She's worried most about Senate Bill 179or the Virginia Human Rights Act.

“It basically repeals all the work we’ve done on domestic workers rights in Virginia,” Rodgers explained. “It would exclude most domestic workers from being protected from our workplace protection laws. It would also mean that workers don’t have access to the same safety and health protections other workers enjoy.”

Sen. Mark Peake (R-Lynchburg) sponsored the bill on behalf of the Family Foundation. If passed, his bill would exclude babysitters, nannies, caretakers and home health aides from being designated as “domestic workers."

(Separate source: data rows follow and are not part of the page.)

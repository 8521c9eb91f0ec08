//! Per-target counters for upstream health reporting.

use chrono::{DateTime, Utc};
use serde::Serialize;
use std::collections::{BTreeMap, HashMap};
use std::sync::{Arc, Mutex};

/// Counters for one upstream target.
#[derive(Debug, Clone, Default, Serialize)]
pub struct TargetCounters {
    /// Logical calls, regardless of how many attempts each took.
    pub calls: u64,
    /// Individual attempts, including retries.
    pub attempts: u64,
    /// Logical calls that ultimately failed.
    pub errors: u64,
    pub last_call_at: Option<DateTime<Utc>>,
    pub last_error: Option<String>,
}

/// Counters for every upstream the client has talked to, keyed by target.
#[derive(Debug, Default)]
pub struct UpstreamMetrics {
    targets: Mutex<HashMap<String, TargetCounters>>,
}

impl UpstreamMetrics {
    /// Create new metrics instance.
    pub fn new() -> Arc<Self> {
        Arc::new(Self::default())
    }

    fn with_target(&self, target: &str, f: impl FnOnce(&mut TargetCounters)) {
        if let Ok(mut targets) = self.targets.lock() {
            f(targets.entry(target.to_string()).or_default());
        }
    }

    /// Record the start of a logical call.
    pub fn record_call(&self, target: &str) {
        self.with_target(target, |c| {
            c.calls += 1;
            c.last_call_at = Some(Utc::now());
        });
    }

    /// Record a single attempt.
    pub fn record_attempt(&self, target: &str) {
        self.with_target(target, |c| c.attempts += 1);
    }

    /// Record a logical call that failed after all retries.
    pub fn record_error(&self, target: &str, error: &stash_core::Error) {
        self.with_target(target, |c| {
            c.errors += 1;
            c.last_error = Some(error.to_string());
        });
    }

    /// Counters for one target.
    pub fn get(&self, target: &str) -> Option<TargetCounters> {
        self.targets.lock().ok()?.get(target).cloned()
    }

    /// Get a snapshot of current metrics, sorted by target.
    pub fn snapshot(&self) -> BTreeMap<String, TargetCounters> {
        self.targets
            .lock()
            .map(|targets| {
                targets
                    .iter()
                    .map(|(k, v)| (k.clone(), v.clone()))
                    .collect()
            })
            .unwrap_or_default()
    }
}

#[cfg(test)]
mod tests {
    use super::*;

    #[test]
    fn test_counters_accumulate_per_target() {
        let metrics = UpstreamMetrics::new();
        metrics.record_call("api.themoviedb.org");
        metrics.record_attempt("api.themoviedb.org");
        metrics.record_attempt("api.themoviedb.org");
        metrics.record_error(
            "api.themoviedb.org",
            &stash_core::Error::Connection("reset".into()),
        );
        metrics.record_call("graphql.anilist.co");

        let tmdb = metrics.get("api.themoviedb.org").unwrap();
        assert_eq!(tmdb.calls, 1);
        assert_eq!(tmdb.attempts, 2);
        assert_eq!(tmdb.errors, 1);
        assert!(tmdb.last_call_at.is_some());
        assert!(tmdb.last_error.unwrap().contains("reset"));

        let snapshot = metrics.snapshot();
        assert_eq!(snapshot.len(), 2);
        assert_eq!(snapshot["graphql.anilist.co"].errors, 0);
    }
}
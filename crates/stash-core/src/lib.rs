//! Stash Core
//!
//! Core domain types, traits, and error handling for Stash.
//! This crate has minimal dependencies and defines the shared vocabulary
//! used across all other crates.

pub mod clock;
pub mod entry;
pub mod error;
pub mod ports;
pub mod ttl;

pub use clock::{Clock, ManualClock, SystemClock};
pub use entry::{
    CacheEntry, CacheStats, Dimensions, EndpointStats, Envelope, GlobalStats, UpsertRecord,
    result_count,
};
pub use error::{Error, Result};
pub use ttl::{TtlTable, Volatility};
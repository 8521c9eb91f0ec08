//! Test helper functions and utilities.

use reqwest::{Client, Method, Response};
use serde_json::Value;
use stash_api::{AppState, build_app};
use stash_cache::CacheStore;
use stash_core::TtlTable;
use stash_fetch::UpstreamMetrics;
use stash_scheduler::{FetcherRegistry, Scheduler, SchedulerConfig};
use std::future::Future;
use std::net::SocketAddr;
use std::sync::Arc;
use std::time::Duration;
use tokio::net::TcpListener;

/// Scheduler settings for tests: no pause between refreshes, no timers.
pub fn test_scheduler_config() -> SchedulerConfig {
    SchedulerConfig {
        refresh_delay_ms: 0,
        sweeps: Vec::new(),
        ..Default::default()
    }
}

/// Application state over `store` with a scheduler for `registry`.
pub fn test_state(
    store: CacheStore,
    registry: FetcherRegistry,
    upstreams: Arc<UpstreamMetrics>,
) -> Arc<AppState> {
    let scheduler = Arc::new(Scheduler::new(
        store.clone(),
        Arc::new(registry),
        TtlTable::default(),
        test_scheduler_config(),
    ));
    Arc::new(AppState::new(store, scheduler, upstreams))
}

/// Start an API server for testing and return its address.
pub async fn start_test_server(
    state: Arc<AppState>,
) -> anyhow::Result<(SocketAddr, tokio::task::JoinHandle<()>)> {
    let app = build_app(state);
    let listener = TcpListener::bind("127.0.0.1:0").await?;
    let addr = listener.local_addr()?;

    let handle = tokio::spawn(async move {
        if let Err(e) = axum::serve(listener, app).await {
            tracing::error!(error = %e, "Test server failed");
        }
    });

    Ok((addr, handle))
}

/// Client for the admin API of a test server.
pub struct ApiTestClient {
    http: Client,
    base_url: String,
}

impl ApiTestClient {
    pub fn new(addr: SocketAddr) -> Self {
        let http = Client::builder()
            .timeout(Duration::from_secs(30))
            .build()
            .expect("Failed to create test client");
        Self {
            http,
            base_url: format!("http://{}", addr),
        }
    }

    pub fn url(&self, path: &str) -> String {
        format!("{}{}", self.base_url, path)
    }

    pub async fn get(&self, path: &str) -> reqwest::Result<Response> {
        self.http.get(self.url(path)).send().await
    }

    pub async fn post(&self, path: &str) -> reqwest::Result<Response> {
        self.http.post(self.url(path)).send().await
    }

    pub async fn delete(&self, path: &str) -> reqwest::Result<Response> {
        self.http.delete(self.url(path)).send().await
    }

    /// Send `method` to `path`, require a 2xx and return the JSON body.
    pub async fn json(&self, method: Method, path: &str) -> anyhow::Result<Value> {
        let resp = self
            .http
            .request(method.clone(), self.url(path))
            .send()
            .await?;
        let status = resp.status();
        if !status.is_success() {
            anyhow::bail!("{} {} returned {}", method, path, status);
        }
        Ok(resp.json().await?)
    }

    pub async fn is_healthy(&self) -> bool {
        matches!(self.get("/health").await, Ok(resp) if resp.status().is_success())
    }
}

/// Poll `condition` every `interval` until it holds or `timeout` passes.
/// Used to observe detached writes such as read-counter updates.
pub async fn wait_for<F, Fut>(timeout: Duration, interval: Duration, mut condition: F) -> bool
where
    F: FnMut() -> Fut,
    Fut: Future<Output = bool>,
{
    let deadline = tokio::time::Instant::now() + timeout;
    loop {
        if condition().await {
            return true;
        }
        if tokio::time::Instant::now() >= deadline {
            return false;
        }
        tokio::time::sleep(interval).await;
    }
}
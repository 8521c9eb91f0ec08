//! Application state shared across handlers.

use stash_cache::CacheStore;
use stash_fetch::UpstreamMetrics;
use stash_scheduler::Scheduler;
use std::sync::Arc;

/// Application state shared across all handlers.
#[derive(Clone)]
pub struct AppState {
    pub store: CacheStore,
    pub scheduler: Arc<Scheduler>,
    pub upstreams: Arc<UpstreamMetrics>,
}

impl AppState {
    pub fn new(
        store: CacheStore,
        scheduler: Arc<Scheduler>,
        upstreams: Arc<UpstreamMetrics>,
    ) -> Self {
        Self {
            store,
            scheduler,
            upstreams,
        }
    }
}
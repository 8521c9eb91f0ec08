//! Fetchers and payloads for tests.

use async_trait::async_trait;
use serde_json::{Value, json};
use stash_core::ports::Fetcher;
use stash_core::{Dimensions, Error, Result};
use std::sync::Mutex;
use std::sync::atomic::{AtomicUsize, Ordering};

/// A list payload with `n` items under `data`.
pub fn list_payload(n: usize) -> Value {
    let items: Vec<Value> = (1..=n)
        .map(|id| json!({"id": id, "title": format!("Title {}", id)}))
        .collect();
    json!({ "data": items })
}

/// Returns a fixed payload and records every call.
pub struct StaticFetcher {
    payload: Value,
    calls: AtomicUsize,
    seen: Mutex<Vec<Dimensions>>,
}

impl StaticFetcher {
    pub fn new(payload: Value) -> Self {
        Self {
            payload,
            calls: AtomicUsize::new(0),
            seen: Mutex::new(Vec::new()),
        }
    }

    pub fn calls(&self) -> usize {
        self.calls.load(Ordering::SeqCst)
    }

    pub fn seen(&self) -> Vec<Dimensions> {
        self.seen.lock().map(|s| s.clone()).unwrap_or_default()
    }
}

#[async_trait]
impl Fetcher for StaticFetcher {
    async fn fetch(&self, dimensions: &Dimensions) -> Result<Value> {
        self.calls.fetch_add(1, Ordering::SeqCst);
        if let Ok(mut seen) = self.seen.lock() {
            seen.push(dimensions.clone());
        }
        Ok(self.payload.clone())
    }
}

/// Fails with a 503 for one category value, succeeds for the rest.
pub struct FailingFor {
    category: String,
}

impl FailingFor {
    pub fn category(category: impl Into<String>) -> Self {
        Self {
            category: category.into(),
        }
    }
}

#[async_trait]
impl Fetcher for FailingFor {
    async fn fetch(&self, dimensions: &Dimensions) -> Result<Value> {
        if dimensions.category.as_deref() == Some(self.category.as_str()) {
            return Err(Error::Upstream {
                status: 503,
                body: "Service Unavailable".to_string(),
            });
        }
        Ok(list_payload(2))
    }
}
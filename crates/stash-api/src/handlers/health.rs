//! Health check handlers.

use axum::{Json, extract::State, http::StatusCode};
use serde::Serialize;
use std::sync::Arc;

use crate::state::AppState;

#[derive(Serialize)]
pub struct HealthResponse {
    pub status: String,
    pub version: String,
}

pub async fn health() -> Json<HealthResponse> {
    Json(HealthResponse {
        status: "healthy".to_string(),
        version: env!("CARGO_PKG_VERSION").to_string(),
    })
}

#[derive(Serialize)]
pub struct ReadyResponse {
    pub cache_enabled: bool,
    pub registered_fetchers: usize,
}

/// Always ready: a missing or unreachable store only means uncached serving.
pub async fn ready(State(state): State<Arc<AppState>>) -> (StatusCode, Json<ReadyResponse>) {
    (
        StatusCode::OK,
        Json(ReadyResponse {
            cache_enabled: state.store.is_enabled(),
            registered_fetchers: state.scheduler.registry().len(),
        }),
    )
}
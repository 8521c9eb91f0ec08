//! Service configuration.
//!
//! Layers, lowest first: built-in defaults, an optional `stash.{toml,yaml}`
//! (or the file given with `--config`), then `STASH__SECTION__KEY`
//! environment variables.

use config::{Config, Environment, File};
use serde::{Deserialize, Serialize};
use stash_core::TtlTable;
use stash_db::DatabaseConfig;
use stash_fetch::{EndpointConfig, FetchConfig};
use stash_scheduler::SchedulerConfig;
use std::collections::HashMap;
use std::path::Path;

#[derive(Debug, Clone, Default, Serialize, Deserialize)]
pub struct StashConfig {
    #[serde(default)]
    pub cache: CacheConfig,
    #[serde(default)]
    pub fetch: FetchConfig,
    #[serde(default)]
    pub scheduler: SchedulerConfig,
    #[serde(default)]
    pub server: ServerConfig,
    #[serde(default)]
    pub logging: LoggingConfig,
    #[serde(default)]
    pub endpoints: Vec<EndpointConfig>,
}

#[derive(Debug, Clone, Copy, Default, PartialEq, Eq, Serialize, Deserialize)]
#[serde(rename_all = "lowercase")]
pub enum Backend {
    Postgres,
    #[default]
    Memory,
}

#[derive(Debug, Clone, Serialize, Deserialize)]
pub struct CacheConfig {
    #[serde(default = "default_true")]
    pub enabled: bool,
    #[serde(default)]
    pub backend: Backend,
    #[serde(default)]
    pub database_url: Option<String>,
    #[serde(default = "default_max_connections")]
    pub max_connections: u32,
    #[serde(default = "default_acquire_timeout_seconds")]
    pub acquire_timeout_seconds: u64,
    #[serde(default)]
    pub ttl: TtlTable,
}

fn default_true() -> bool {
    true
}

fn default_max_connections() -> u32 {
    20
}

fn default_acquire_timeout_seconds() -> u64 {
    5
}

impl Default for CacheConfig {
    fn default() -> Self {
        Self {
            enabled: true,
            backend: Backend::default(),
            database_url: None,
            max_connections: default_max_connections(),
            acquire_timeout_seconds: default_acquire_timeout_seconds(),
            ttl: TtlTable::default(),
        }
    }
}

impl CacheConfig {
    /// Pool settings, if a database URL is configured.
    pub fn database(&self) -> Option<DatabaseConfig> {
        let url = self.database_url.clone()?;
        Some(DatabaseConfig {
            url,
            max_connections: self.max_connections,
            acquire_timeout_secs: self.acquire_timeout_seconds,
        })
    }
}

#[derive(Debug, Clone, Serialize, Deserialize)]
pub struct ServerConfig {
    #[serde(default = "default_bind")]
    pub bind: String,
}

fn default_bind() -> String {
    "0.0.0.0:8080".to_string()
}

impl Default for ServerConfig {
    fn default() -> Self {
        Self {
            bind: default_bind(),
        }
    }
}

#[derive(Debug, Clone, Serialize, Deserialize)]
pub struct LoggingConfig {
    /// Filter directive; `RUST_LOG` wins when set.
    #[serde(default = "default_level")]
    pub level: String,
    #[serde(default)]
    pub json: bool,
}

fn default_level() -> String {
    "info".to_string()
}

impl Default for LoggingConfig {
    fn default() -> Self {
        Self {
            level: default_level(),
            json: false,
        }
    }
}

impl StashConfig {
    /// Load configuration from the optional file and the process environment.
    pub fn load(path: Option<&Path>) -> anyhow::Result<Self> {
        Self::load_with_env(path, None)
    }

    /// Like [`load`](Self::load), reading variables from `env` instead of the
    /// process environment when given.
    pub fn load_with_env(
        path: Option<&Path>,
        env: Option<HashMap<String, String>>,
    ) -> anyhow::Result<Self> {
        let file = match path {
            Some(path) => File::from(path).required(true),
            None => File::with_name("stash").required(false),
        };

        let settings = Config::builder()
            .add_source(file)
            .add_source(
                Environment::with_prefix("STASH")
                    .prefix_separator("__")
                    .separator("__")
                    .try_parsing(true)
                    .source(env),
            )
            .build()?;

        Ok(settings.try_deserialize()?)
    }
}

“The point of the bill is not to keep them out of wage requirements. It’s to protect families from having somebody in their home who has values that they don’t agree with,” Peake stated.

Peake argued that these individuals spend hours inside the home and around someone's loved ones. He believed a family should be able to act if a worker contradicts their social, religious or political beliefs.

“An atheist may not want somebody who is a born-again religious Baptist coming in and preaching to their children about Jesus and him being the savior,” he said. “If that atheist wanted to fire somebody for their religious beliefs they would be protected as well.”

Virginia was the first state in the South to pass a Domestic Workers’ Bill of Rights, and create a path to raising the minimum wage to $15 an hour. Often women of color, immigrants and individuals from marginalized communities fill these domestic worker roles, Rodgers said.

Peake admitted that the bill is certain to fail in the Democratic-led Senate.